It's hard to say how exactly to draw the line, but "array language" to an APLer usually means a language whose primary influence is APL. So these scientific languages that throw out most of the syntax are nearby but don't quite belong. From a practical standpoint the APL Wiki is centered on APL and exists to document the kind of niche material Wikipedia wouldn't cover, which is why there's nothing about these more mainstream languages currently.
I’d argue that array languages are far, far more limited than Python, to the point that the only thing you can reasonably do with them is processing array data (but they’re really good at it!)
Sounds like you're generalizing, based on... early APLs? NumPy? You could translate any BASIC code to, say, Dyalog APL easily without significant loss in fidelity. Different languages take different approaches but most modern ones (the ones that aren't just made to be calculators like Ivy) support either a generic functional or imperative style just fine.

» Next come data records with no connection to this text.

//! Trigger handling for the daily digest.
//!
//! A trigger passes the secret guard, runs the routine exactly once and
//! records the outcome:
//!
//! ```text
//! Idle ──trigger──▶ Running ──exit 0──▶ Succeeded
//!                      │
//!                      └──spawn error / exit ≠ 0 / timeout──▶ Failed
//! ```
//!
//! There is no retry. A failed run stays failed until the next trigger.
//!
//! When runs overlap, the state reads `Running` while any of them is still
//! going, and the outcome recorded is that of the most recently started run.

use std::{
  sync::{Mutex, MutexGuard, PoisonError},
  time::Duration,
};

use chrono::{DateTime, Utc};
use serde::Serialize;
use sha2::{Digest as _, Sha256};
use tracing::{error, info, warn};

use crate::{
  error::DispatchError,
  runner::{DigestRequest, DigestRunner},
};

/// Default upper bound on one routine run.
pub const DEFAULT_TIMEOUT: Duration = Duration::from_secs(300);

// ─── Configuration ───────────────────────────────────────────────────────────

#[derive(Debug, Clone)]
pub struct DispatchConfig {
  /// When set, every trigger must present this secret. An empty string
  /// counts as unset.
  pub cron_secret:   Option<String>,
  /// `None` lets the routine run for as long as it takes.
  pub timeout:       Option<Duration>,
  /// When `false`, a trigger arriving while a run is in progress fails with
  /// [`DispatchError::AlreadyRunning`] instead of starting a second run.
  pub allow_overlap: bool,
  /// Environment handed to the routine on every run.
  pub env:           Vec<(String, String)>,
}

impl Default for DispatchConfig {
  fn default() -> Self {
    Self {
      cron_secret:   None,
      timeout:       Some(DEFAULT_TIMEOUT),
      allow_overlap: true,
      env:           Vec::new(),
    }
  }
}

// ─── State ───────────────────────────────────────────────────────────────────

/// Lifecycle of the most recent run.
#[derive(Debug, Clone, PartialEq, Eq, Serialize)]
#[serde(tag = "state", rename_all = "snake_case")]
pub enum DispatchState {
  Idle,
  Running {
    started_at: DateTime<Utc>,
  },
  Succeeded {
    started_at:  DateTime<Utc>,
    finished_at: DateTime<Utc>,
  },
  Failed {
    started_at:  DateTime<Utc>,
    finished_at: DateTime<Utc>,
    reason:      String,
    #[serde(skip_serializing_if = "Option::is_none")]
    code:        Option<i32>,
  },
}

impl DispatchState {
  pub fn is_running(&self) -> bool { matches!(self, Self::Running { .. }) }
}

/// A successful run.
#[derive(Debug, Clone)]
pub struct DigestReport {
  /// Everything the routine wrote to stdout.
  pub output:      String,
  pub stderr:      String,
  pub started_at:  DateTime<Utc>,
  pub finished_at: DateTime<Utc>,
}

// ─── Dispatcher ──────────────────────────────────────────────────────────────

pub struct Dispatcher<R> {
  runner:        R,
  secret_digest: Option<Vec<u8>>,
  timeout:       Option<Duration>,
  allow_overlap: bool,
  env:           Vec<(String, String)>,
  gate:          tokio::sync::Mutex<()>,
  runs:          Mutex<Runs>,
}

/// Bookkeeping behind [`Dispatcher::last_state`].
#[derive(Debug)]
struct Runs {
  active:         usize,
  /// Sequence number of the most recently started run.
  newest:         u64,
  newest_started: Option<DateTime<Utc>>,
  /// Outcome of the newest run that has finished.
  outcome:        DispatchState,
}

fn lock_runs(runs: &Mutex<Runs>) -> MutexGuard<'_, Runs> {
  runs.lock().unwrap_or_else(PoisonError::into_inner)
}

/// One in-flight run. Dropping it, even when the dispatch future is
/// cancelled, takes the run out of the active count.
struct ActiveRun<'a> {
  runs: &'a Mutex<Runs>,
  seq:  u64,
}

impl<'a> ActiveRun<'a> {
  fn start(runs: &'a Mutex<Runs>, started_at: DateTime<Utc>) -> Self {
    let mut guard = lock_runs(runs);
    guard.active += 1;
    guard.newest += 1;
    guard.newest_started = Some(started_at);
    let seq = guard.newest;
    drop(guard);
    Self { runs, seq }
  }

  /// Record `outcome` unless a newer run has started meanwhile.
  fn finish(self, outcome: DispatchState) {
    let mut guard = lock_runs(self.runs);
    if guard.newest == self.seq {
      guard.outcome = outcome;
    }
  }
}

impl Drop for ActiveRun<'_> {
  fn drop(&mut self) {
    let mut guard = lock_runs(self.runs);
    guard.active = guard.active.saturating_sub(1);
  }
}

impl<R: DigestRunner> Dispatcher<R> {
  pub fn new(runner: R, config: DispatchConfig) -> Self {
    let secret_digest = config
      .cron_secret
      .filter(|s| !s.is_empty())
      .map(|s| Sha256::digest(s.as_bytes()).to_vec());

    Self {
      runner,
      secret_digest,
      timeout: config.timeout,
      allow_overlap: config.allow_overlap,
      env: config.env,
      gate: tokio::sync::Mutex::new(()),
      runs: Mutex::new(Runs {
        active:         0,
        newest:         0,
        newest_started: None,
        outcome:        DispatchState::Idle,
      }),
    }
  }

  pub fn runner(&self) -> &R { &self.runner }

  /// Whether triggers must present a secret.
  pub fn requires_secret(&self) -> bool { self.secret_digest.is_some() }

  /// Check a presented secret against the configured one.
  ///
  /// Both sides are hashed before comparing.
  pub fn authorize(&self, provided: Option<&str>) -> Result<(), DispatchError> {
    let Some(expected) = &self.secret_digest else {
      return Ok(());
    };
    let provided = provided.ok_or(DispatchError::Unauthorized)?;
    let digest = Sha256::digest(provided.as_bytes());
    if digest.as_slice() == expected.as_slice() {
      Ok(())
    } else {
      Err(DispatchError::Unauthorized)
    }
  }

  /// Authorize and run.
  pub async fn trigger(
    &self,
    provided_secret: Option<&str>,
  ) -> Result<DigestReport, DispatchError> {
    if let Err(e) = self.authorize(provided_secret) {
      warn!("digest trigger rejected: invalid cron secret");
      return Err(e);
    }
    self.dispatch().await
  }

  /// Run the routine once. The caller is responsible for authorization.
  pub async fn dispatch(&self) -> Result<DigestReport, DispatchError> {
    let _guard = if self.allow_overlap {
      None
    } else {
      match self.gate.try_lock() {
        Ok(guard) => Some(guard),
        Err(_) => {
          warn!("digest trigger refused: previous run still in progress");
          return Err(DispatchError::AlreadyRunning);
        }
      }
    };

    let started_at = Utc::now();
    let run = ActiveRun::start(&self.runs, started_at);
    info!(run = run.seq, "digest run started");

    let request = DigestRequest { env: self.env.clone() };
    let outcome = match self.timeout {
      Some(limit) => match tokio::time::timeout(limit, self.runner.run(request)).await {
        Ok(result) => result.map_err(DispatchError::from),
        Err(_) => Err(DispatchError::TimedOut(limit)),
      },
      None => self.runner.run(request).await.map_err(DispatchError::from),
    };

    let finished_at = Utc::now();
    let result = outcome.and_then(|out| {
      if out.success() {
        Ok(DigestReport {
          output: out.stdout,
          stderr: out.stderr,
          started_at,
          finished_at,
        })
      } else {
        Err(DispatchError::Exited { code: out.exit_code, stderr: out.stderr })
      }
    });

    match &result {
      Ok(_) => {
        info!(run = run.seq, elapsed_ms = elapsed_ms(started_at, finished_at), "digest sent");
        run.finish(DispatchState::Succeeded { started_at, finished_at });
      }
      Err(e) => {
        error!(run = run.seq, error = %e, code = e.code(), "digest run failed");
        run.finish(DispatchState::Failed {
          started_at,
          finished_at,
          reason: e.to_string(),
          code: e.code(),
        });
      }
    }

    result
  }

  /// `Running` while any run is in progress, otherwise the outcome of the
  /// most recently started run.
  pub fn last_state(&self) -> DispatchState {
    let runs = lock_runs(&self.runs);
    match runs.newest_started {
      Some(started_at) if runs.active > 0 => DispatchState::Running { started_at },
      _ => runs.outcome.clone(),
    }
  }
}

fn elapsed_ms(from: DateTime<Utc>, to: DateTime<Utc>) -> i64 {
  (to - from).num_milliseconds()
}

K is inspired by Lisp, although you can't adapt that style directly because of the limited scoping rules: variables are either local or global, so a function can't see variables from containing functions. This means no closures, which K implementers consider a feature (I don't).

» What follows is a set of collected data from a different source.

/// Sink for bit-level serialization. Values are packed MSB-first into bytes.
pub trait BitWrite {
    fn write_bit(&mut self, bit: bool);
    fn write_byte(&mut self, byte: u8);
}

/// A growable [`BitWrite`] implementation backed by a `Vec<u8>`.
///
/// Bits accumulate in a scratch byte and are flushed to the buffer every 8
/// bits; `to_bytes` pads the final partial byte with zero bits.
pub struct BitWriter {
    scratch: u8,
    scratch_index: u8,
    buffer: Vec<u8>,
    bits_written: u32,
}

impl BitWriter {
    pub fn new() -> Self {
        Self {
            scratch: 0,
            scratch_index: 0,
            buffer: Vec::with_capacity(64),
            bits_written: 0,
        }
    }

    pub fn bits_written(&self) -> u32 {
        self.bits_written
    }

    pub fn to_bytes(mut self) -> Vec<u8> {
        if self.scratch_index > 0 {
            let byte = self.scratch << (8 - self.scratch_index);
            self.buffer.push(byte);
        }
        self.buffer
    }
}

impl BitWrite for BitWriter {
    fn write_bit(&mut self, bit: bool) {
        self.scratch <<= 1;
        if bit {
            self.scratch |= 1;
        }

        self.scratch_index += 1;
        self.bits_written += 1;

        if self.scratch_index >= 8 {
            self.buffer.push(self.scratch);
            self.scratch = 0;
            self.scratch_index = 0;
        }
    }

    fn write_byte(&mut self, byte: u8) {
        if self.scratch_index == 0 {
            // Aligned fast path
            self.buffer.push(byte);
            self.bits_written += 8;
            return;
        }
        for shift in (0..8).rev() {
            self.write_bit((byte >> shift) & 1 != 0);
        }
    }
}

impl Default for BitWriter {
    fn default() -> Self {
        Self::new()
    }
}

> This means no closures, which K implementers consider a feature (I don't).
having not touched K in about 15 years, when did this change? in k3:
K 3.2 2004-09-23 Copyright (C) 1993-2004 Kx Systems
LIN32 16CPU 15985MB ubuntu 0 EVAL
f:{a:x+1;{a+x}}
g:f 1
g
{a+x}
g 2
4
a
value error
a
^
parse error
This comes as a surprise to me! I thought none of Whitney's Ks had closures—although I did neglect to mention that kuc and oK add them. Digging around and asking on the K Matrix/Discord I found some posts that suggest that the K3 form is very limited. My read of these is that functions can refer to variables in the immediately surrounding scope (only one level up), and their values will be copied in when the function is reached in the source code. So it would be equivalent to adding extra arguments to g and passing the variable values in that way. And it wouldn't allow the programmer to create object-like things and couldn't create reference loops requiring garbage collection.

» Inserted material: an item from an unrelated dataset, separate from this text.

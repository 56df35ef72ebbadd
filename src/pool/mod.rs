pub mod error;
pub mod mirror;
pub mod pool;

> their values will be copied in when the function is reached in the source code. So it would be equivalent to adding extra arguments to g and passing the variable values in that way. And it wouldn't allow the programmer to create object-like things and couldn't create reference loops requiring garbage collection.
That is definitely desirable! K (and kin) are fully referentially transparent and have value semantics. It would be bizarre and inconsistent to break referential transparency for closures.
No closures is one of the biggest pain points of k/q, it's incredibly limiting and frustrating. Besides that though, it's a wonderful language which allows you to solve problems very quickly with pretty good performance, assuming the problem is naturally vectorizable.